Exercise: From the entries that follow, copy each line in which "absent" appears.

Information:
------------------------

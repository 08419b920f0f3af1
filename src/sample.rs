//! Stratified subsampling of a labeled table.
//!
//! ## How It Works
//!
//! ```text
//! sample_size = 3
//!
//! category "a": 5 rows -> draw 3 (without replacement)
//! category "b": 2 rows -> draw 2 (group smaller than sample_size)
//!
//! output: 5 rows, categories ["a", "b"], labels a -> 0, b -> 1
//! ```
//!
//! ## Determinism
//!
//! - Groups are visited in lexicographic category order.
//! - Each group's draw uses a fresh RNG seeded with the same seed, so the
//!   draw for one category does not depend on which other categories exist.
//! - Label codes are assigned by sorting the observed categories
//!   lexicographically (byte order) and numbering them `0..k`.
//!
//! Same table, same size, same seed: same output, row for row.

use std::collections::BTreeMap;

use rand::{rngs::StdRng, seq::index, SeedableRng};
use tracing::debug;

use crate::{Dataset, Error, Result, Table};

/// Seed used when none is given.
pub const DEFAULT_SEED: u64 = 42;

/// Stratified sampler: at most `sample_size` rows per category.
///
/// ## Example
///
/// ```rust
/// use fewshot::{StratifiedSampler, Table};
///
/// let mut table = Table::new(["text", "category"]);
/// for i in 0..5 {
///     table.push_row([format!("a{i}"), "a".to_string()]).unwrap();
/// }
/// for i in 0..2 {
///     table.push_row([format!("b{i}"), "b".to_string()]).unwrap();
/// }
///
/// let sample = StratifiedSampler::new(3).sample(&table).unwrap();
/// assert_eq!(sample.len(), 5);
/// assert_eq!(sample.categories(), vec!["a", "b"]);
/// ```
#[derive(Debug, Clone, PartialEq, Eq)]
pub struct StratifiedSampler {
    sample_size: usize,
    seed: u64,
    category_column: String,
    label_column: String,
}

impl StratifiedSampler {
    /// Sample at most `sample_size` rows per category, seeded with [`DEFAULT_SEED`].
    #[must_use]
    pub fn new(sample_size: usize) -> Self {
        Self {
            sample_size,
            seed: DEFAULT_SEED,
            category_column: "category".to_string(),
            label_column: "label".to_string(),
        }
    }

    /// Set the seed used for every group's draw.
    #[must_use]
    pub fn with_seed(mut self, seed: u64) -> Self {
        self.seed = seed;
        self
    }

    /// Group by this column instead of `category`.
    #[must_use]
    pub fn with_category_column(mut self, column: impl Into<String>) -> Self {
        self.category_column = column.into();
        self
    }

    /// Write codes to this column instead of `label`.
    ///
    /// Must differ from the category column; [`sample`](Self::sample) rejects
    /// a sampler whose two columns coincide.
    #[must_use]
    pub fn with_label_column(mut self, column: impl Into<String>) -> Self {
        self.label_column = column.into();
        self
    }

    /// Rows drawn per category, at most.
    #[must_use]
    pub fn sample_size(&self) -> usize {
        self.sample_size
    }

    /// The seed.
    #[must_use]
    pub fn seed(&self) -> u64 {
        self.seed
    }

    /// Draw the subsample. The input table is not modified.
    ///
    /// # Errors
    ///
    /// - [`Error::ColumnConflict`] if the label and category columns share a name.
    /// - [`Error::MissingColumn`] if the category column is absent.
    pub fn sample(&self, table: &Table) -> Result<Subsample> {
        if self.label_column == self.category_column {
            return Err(Error::ColumnConflict(self.label_column.clone()));
        }
        let categories = table.column(&self.category_column)?;

        let mut groups: BTreeMap<&str, Vec<usize>> = BTreeMap::new();
        for (row, &category) in categories.iter().enumerate() {
            groups.entry(category).or_default().push(row);
        }

        let mut out = Table::new(table.columns().iter().cloned());
        let mut observed = Vec::with_capacity(groups.len());
        let mut labels = Vec::new();

        for (category, rows) in &groups {
            let amount = rows.len().min(self.sample_size);
            debug!(category = *category, group = rows.len(), drawn = amount, "sampling group");
            if amount == 0 {
                continue;
            }

            let code = observed.len();
            observed.push((*category).to_string());

            let mut rng = StdRng::seed_from_u64(self.seed);
            for i in index::sample(&mut rng, rows.len(), amount) {
                out.push_row(table.rows()[rows[i]].iter().cloned())?;
                labels.push(code);
            }
        }

        out.set_column(&self.label_column, labels.iter().map(ToString::to_string));

        Ok(Subsample {
            table: out,
            categories: observed,
            labels,
            category_column: self.category_column.clone(),
        })
    }
}

/// Stratified subsample of `table` with up to `sample_size` rows per category.
///
/// Negative sizes are clamped to zero, which yields an empty sample. Pass
/// [`DEFAULT_SEED`] for the default draw; `StratifiedSampler::new(n).sample(table)`
/// is the same call with the seed left at its default.
///
/// # Errors
///
/// Returns [`Error::MissingColumn`] if `table` has no `category` column.
pub fn select_subsample(table: &Table, sample_size: i64, seed: u64) -> Result<Subsample> {
    let sample_size = usize::try_from(sample_size.max(0)).unwrap_or(usize::MAX);
    StratifiedSampler::new(sample_size).with_seed(seed).sample(table)
}

/// Result of a stratified draw.
#[derive(Debug, Clone, PartialEq, Eq)]
pub struct Subsample {
    table: Table,
    categories: Vec<String>,
    labels: Vec<usize>,
    category_column: String,
}

impl Subsample {
    /// Sampled rows with the label column set.
    #[must_use]
    pub fn table(&self) -> &Table {
        &self.table
    }

    /// Observed categories, sorted; position is the label code.
    #[must_use]
    pub fn categories(&self) -> &[String] {
        &self.categories
    }

    /// Label code of each row in [`table`](Self::table).
    #[must_use]
    pub fn labels(&self) -> &[usize] {
        &self.labels
    }

    /// Give up the sampled rows.
    #[must_use]
    pub fn into_table(self) -> Table {
        self.table
    }

    /// Number of sampled rows.
    #[must_use]
    pub fn len(&self) -> usize {
        self.table.len()
    }

    /// Whether nothing was sampled.
    #[must_use]
    pub fn is_empty(&self) -> bool {
        self.table.is_empty()
    }

    /// Category name of row `i`.
    #[must_use]
    pub fn category_of(&self, i: usize) -> Option<&str> {
        self.table.get(i, &self.category_column)
    }

    /// Build a [`Dataset`] using `text_column` as the examples.
    ///
    /// # Errors
    ///
    /// Returns [`Error::MissingColumn`] if `text_column` is absent.
    pub fn into_dataset(self, text_column: &str) -> Result<Dataset> {
        let examples = self
            .table
            .column(text_column)?
            .into_iter()
            .map(str::to_string)
            .collect();
        Dataset::new(examples, self.labels, self.categories)
    }
}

------------------------

The completed task:
    /// - [`Error::MissingColumn`] if the category column is absent.
    /// Returns [`Error::MissingColumn`] if `text_column` is absent.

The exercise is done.